What you need to do
Search the listing below for the string "DeviceProfile" and show each line that contains it.

..............................

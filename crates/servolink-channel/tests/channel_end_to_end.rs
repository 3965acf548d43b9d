//! End-to-end tests against an in-process mock controller speaking real
//! msgpack-rpc over real ZeroMQ sockets.

use rmpv::Value;
use servolink_channel::{
    Channel, ChannelConfig, ChannelEvent, ChannelStatus, DeviceProfile, RegisterBank,
    RegisterDescriptor,
};
use std::net::TcpListener;
use std::sync::Arc;
use std::time::Duration;
use tokio::sync::mpsc;
use tokio::task::JoinHandle;
use tokio::time::{sleep, timeout};
use zeromq::{PubSocket, RepSocket, Socket, SocketRecv, SocketSend, ZmqMessage};

const REG_GAIN: u8 = 1;
const REG_OFFSET: u8 = 2;

const GAIN_INITIAL: u64 = 120;
const OFFSET_INITIAL: u64 = 0xFFF0; // -16 in the signed view

/// Wire value the mock controller refuses to accept, to exercise the write
/// conflict path.
const REJECTED_VALUE: u64 = 13;

const EVENT_TIMEOUT: Duration = Duration::from_secs(5);

/// Generous settle time for PUB/SUB subscription propagation.
const SETTLE: Duration = Duration::from_millis(400);

struct BenchProfile;

impl DeviceProfile for BenchProfile {
    fn registers(&self) -> Vec<RegisterDescriptor> {
        vec![
            RegisterDescriptor::unsigned(REG_GAIN),
            RegisterDescriptor::signed(REG_OFFSET),
        ]
    }

    fn status(&self, _registers: &RegisterBank) -> ChannelStatus {
        ChannelStatus::Running
    }
}

fn reserve_tcp_port() -> u16 {
    let listener = TcpListener::bind("127.0.0.1:0").expect("Failed to bind ephemeral port");
    let port = listener
        .local_addr()
        .expect("Failed to read local address")
        .port();
    drop(listener);
    port
}

fn endpoint(port: u16) -> String {
    format!("tcp://127.0.0.1:{port}")
}

fn pack(value: &Value) -> Vec<u8> {
    let mut buf = Vec::new();
    rmpv::encode::write_value(&mut buf, value).unwrap();
    buf
}

fn response(result: Value) -> Vec<u8> {
    pack(&Value::Array(vec![
        Value::from(1u64),
        Value::from(0u64),
        Value::Nil,
        result,
    ]))
}

fn notification(method: &str, params: Vec<Value>) -> Vec<u8> {
    pack(&Value::Array(vec![
        Value::from(2u64),
        Value::from(method),
        Value::Array(params),
    ]))
}

/// The controller half of the RPC conversation. Replies to the fixed method
/// set and reports each `modifyRegister` it accepts.
async fn serve_rpc(
    mut socket: RepSocket,
    notification_port: u16,
    stream_port: u16,
    writes: mpsc::UnboundedSender<(u64, u64, u64)>,
) {
    loop {
        let request = match socket.recv().await {
            Ok(request) => request,
            Err(_) => return,
        };
        let frames = request.into_vec();
        let payload = frames.last().expect("request without payload");
        let mut cursor = &payload[..];
        let frame = rmpv::decode::read_value(&mut cursor).unwrap();
        let fields = frame.as_array().unwrap();
        assert_eq!(fields[0].as_u64(), Some(0), "expected request kind");
        let method = fields[2].as_str().unwrap();
        let args = fields[3].as_array().unwrap();

        let result = match method {
            "notificationPort" => Value::from(notification_port),
            "streamPorts" => Value::Array(vec![Value::from(stream_port)]),
            "streamAcquisitionConfig" => {
                Value::Array(vec![Value::F64(0.01), Value::from(512u64)])
            }
            "setStreamAcquisitionConfig" => Value::Nil,
            "readRegister" => match args[0].as_u64().unwrap() {
                x if x == u64::from(REG_GAIN) => Value::from(GAIN_INITIAL),
                x if x == u64::from(REG_OFFSET) => Value::from(OFFSET_INITIAL),
                other => panic!("read of unexpected register {other}"),
            },
            "modifyRegister" => {
                let index = args[0].as_u64().unwrap();
                let old = args[1].as_u64().unwrap();
                let new = args[2].as_u64().unwrap();
                if new == REJECTED_VALUE {
                    Value::Boolean(false)
                } else {
                    let _ = writes.send((index, old, new));
                    Value::Boolean(true)
                }
            }
            "ping" => Value::Nil,
            other => panic!("unexpected RPC method {other}"),
        };
        socket.send(ZmqMessage::from(response(result))).await.unwrap();
    }
}

struct MockController {
    rpc_task: JoinHandle<()>,
    notifications: PubSocket,
    stream: PubSocket,
    writes: mpsc::UnboundedReceiver<(u64, u64, u64)>,
    rpc_port: u16,
}

impl MockController {
    async fn start() -> Self {
        let rpc_port = reserve_tcp_port();
        let notification_port = reserve_tcp_port();
        let stream_port = reserve_tcp_port();

        let mut rpc_socket = RepSocket::new();
        rpc_socket.bind(&endpoint(rpc_port)).await.unwrap();
        let mut notifications = PubSocket::new();
        notifications.bind(&endpoint(notification_port)).await.unwrap();
        let mut stream = PubSocket::new();
        stream.bind(&endpoint(stream_port)).await.unwrap();

        let (writes_tx, writes) = mpsc::unbounded_channel();
        let rpc_task = tokio::spawn(serve_rpc(
            rpc_socket,
            notification_port,
            stream_port,
            writes_tx,
        ));
        Self {
            rpc_task,
            notifications,
            stream,
            writes,
            rpc_port,
        }
    }

    fn config(&self) -> ChannelConfig {
        ChannelConfig::new("127.0.0.1", self.rpc_port).with_display_name("mock")
    }

    async fn publish_notification(&mut self, method: &str, params: Vec<Value>) {
        self.notifications
            .send(ZmqMessage::from(notification(method, params)))
            .await
            .unwrap();
    }

    async fn publish_samples(&mut self, samples: &[i8]) {
        let data: Vec<u8> = samples.iter().map(|&v| v as u8).collect();
        let param = Value::Map(vec![
            (Value::from("sampleIntervalSeconds"), Value::F64(0.001)),
            (Value::from("triggerOffset"), Value::from(3u64)),
            (Value::from("samples"), Value::Ext(1, data)),
        ]);
        self.stream
            .send(ZmqMessage::from(notification("streamPacket", vec![param])))
            .await
            .unwrap();
    }
}

async fn next_event(events: &mut mpsc::UnboundedReceiver<ChannelEvent>) -> ChannelEvent {
    timeout(EVENT_TIMEOUT, events.recv())
        .await
        .expect("timed out waiting for a channel event")
        .expect("channel actor went away")
}

/// Drain events until `ConnectionReady`, failing the test on
/// `ConnectionFailed`. Returns the register values seen during bring-up.
async fn wait_for_ready(
    events: &mut mpsc::UnboundedReceiver<ChannelEvent>,
) -> Vec<(u8, i32)> {
    let mut reads = Vec::new();
    loop {
        match next_event(events).await {
            ChannelEvent::ConnectionReady => return reads,
            ChannelEvent::ConnectionFailed { reason } => {
                panic!("bring-up failed: {reason}");
            }
            ChannelEvent::RegisterChanged { index, value } => reads.push((index, value)),
            _ => {}
        }
    }
}

#[tokio::test]
async fn bring_up_reaches_ready_and_shuts_down_cleanly() {
    let controller = MockController::start().await;
    let (channel, mut events) = Channel::open(controller.config(), Arc::new(BenchProfile)).unwrap();

    let reads = wait_for_ready(&mut events).await;
    assert_eq!(
        reads,
        vec![(REG_GAIN, GAIN_INITIAL as i32), (REG_OFFSET, -16)]
    );

    channel.shutdown();
    assert_eq!(next_event(&mut events).await, ChannelEvent::ShuttingDown);
    controller.rpc_task.abort();
}

#[tokio::test]
async fn local_write_confirms_and_suppresses_echo() {
    let mut controller = MockController::start().await;
    let (channel, mut events) = Channel::open(controller.config(), Arc::new(BenchProfile)).unwrap();
    wait_for_ready(&mut events).await;
    sleep(SETTLE).await;

    channel.write_register(REG_GAIN, 200);
    assert_eq!(
        next_event(&mut events).await,
        ChannelEvent::RegisterChanged {
            index: REG_GAIN,
            value: 200
        }
    );
    let write = timeout(EVENT_TIMEOUT, controller.writes.recv())
        .await
        .expect("controller never saw the write")
        .unwrap();
    assert_eq!(write, (u64::from(REG_GAIN), GAIN_INITIAL, 200));

    // Echo of our own write, then an external change. Only the external one
    // may produce an event.
    controller
        .publish_notification(
            "registerChanged",
            vec![Value::from(REG_GAIN), Value::from(200u64)],
        )
        .await;
    controller
        .publish_notification(
            "registerChanged",
            vec![Value::from(REG_GAIN), Value::from(90u64)],
        )
        .await;
    assert_eq!(
        next_event(&mut events).await,
        ChannelEvent::RegisterChanged {
            index: REG_GAIN,
            value: 90
        }
    );

    channel.shutdown();
    controller.rpc_task.abort();
}

#[tokio::test]
async fn write_conflict_desynchronizes_and_rereads() {
    let controller = MockController::start().await;
    let (channel, mut events) = Channel::open(controller.config(), Arc::new(BenchProfile)).unwrap();
    wait_for_ready(&mut events).await;

    channel.write_register(REG_GAIN, REJECTED_VALUE as i32);
    assert_eq!(
        next_event(&mut events).await,
        ChannelEvent::RegisterChanged {
            index: REG_GAIN,
            value: REJECTED_VALUE as i32
        }
    );
    assert_eq!(
        next_event(&mut events).await,
        ChannelEvent::RegisterDesynchronized { index: REG_GAIN }
    );
    // The targeted re-read restores the controller's value.
    assert_eq!(
        next_event(&mut events).await,
        ChannelEvent::RegisterChanged {
            index: REG_GAIN,
            value: GAIN_INITIAL as i32
        }
    );

    channel.shutdown();
    controller.rpc_task.abort();
}

#[tokio::test]
async fn stream_subscription_decodes_sample_packets() {
    let mut controller = MockController::start().await;
    let (channel, mut events) = Channel::open(controller.config(), Arc::new(BenchProfile)).unwrap();
    wait_for_ready(&mut events).await;

    channel.subscribe_stream(0);
    sleep(SETTLE).await;

    controller.publish_samples(&[-1, 0, 1, 127]).await;
    match next_event(&mut events).await {
        ChannelEvent::StreamPacket(packet) => {
            assert_eq!(packet.stream_index, 0);
            assert_eq!(packet.sample_interval_seconds, 0.001);
            assert_eq!(packet.trigger_offset, 3);
            assert_eq!(packet.samples, vec![-4, 0, 4, 508]);
        }
        other => panic!("expected a stream packet, got {other:?}"),
    }

    channel.shutdown();
    controller.rpc_task.abort();
}

#[tokio::test]
async fn remote_shutdown_notification_ends_the_session() {
    let mut controller = MockController::start().await;
    let (_channel, mut events) =
        Channel::open(controller.config(), Arc::new(BenchProfile)).unwrap();
    wait_for_ready(&mut events).await;
    sleep(SETTLE).await;

    controller.publish_notification("shutdown", vec![]).await;
    assert_eq!(next_event(&mut events).await, ChannelEvent::ShuttingDown);
    controller.rpc_task.abort();
}

#[tokio::test]
async fn unanswered_heartbeat_fails_the_connection() {
    let controller = MockController::start().await;
    let config = controller
        .config()
        .with_heartbeat_interval(Duration::from_millis(400))
        .with_heartbeat_timeout(Duration::from_millis(200));
    let (_channel, mut events) = Channel::open(config, Arc::new(BenchProfile)).unwrap();
    wait_for_ready(&mut events).await;

    // Kill the controller: the next ping can never be answered.
    controller.rpc_task.abort();

    loop {
        match next_event(&mut events).await {
            ChannelEvent::ConnectionFailed { .. } => break,
            ChannelEvent::ShuttingDown => panic!("shutdown before a failure was reported"),
            _ => {}
        }
    }
    assert_eq!(next_event(&mut events).await, ChannelEvent::ShuttingDown);
}

#[tokio::test]
async fn failed_bring_up_never_reports_ready() {
    // A controller that refuses the very first bring-up call.
    let rpc_port = reserve_tcp_port();
    let mut socket = RepSocket::new();
    socket.bind(&endpoint(rpc_port)).await.unwrap();
    let server = tokio::spawn(async move {
        let _request = socket.recv().await.unwrap();
        let reply = pack(&Value::Array(vec![
            Value::from(1u64),
            Value::from(0u64),
            Value::from("unsupported client"),
            Value::Nil,
        ]));
        socket.send(ZmqMessage::from(reply)).await.unwrap();
    });

    let config = ChannelConfig::new("127.0.0.1", rpc_port);
    let (_channel, mut events) = Channel::open(config, Arc::new(BenchProfile)).unwrap();

    match next_event(&mut events).await {
        ChannelEvent::ConnectionFailed { reason } => {
            assert!(reason.contains("unsupported client"), "reason: {reason}");
        }
        other => panic!("expected a connection failure, got {other:?}"),
    }
    assert_eq!(next_event(&mut events).await, ChannelEvent::ShuttingDown);

    // Terminal: the actor is gone, no ready event can ever follow.
    let trailing = timeout(Duration::from_millis(300), events.recv()).await;
    assert!(matches!(trailing, Ok(None) | Err(_)), "got {trailing:?}");
    server.await.unwrap();
}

..............................

Output
    Channel, ChannelConfig, ChannelEvent, ChannelStatus, DeviceProfile, RegisterBank,
impl DeviceProfile for BenchProfile {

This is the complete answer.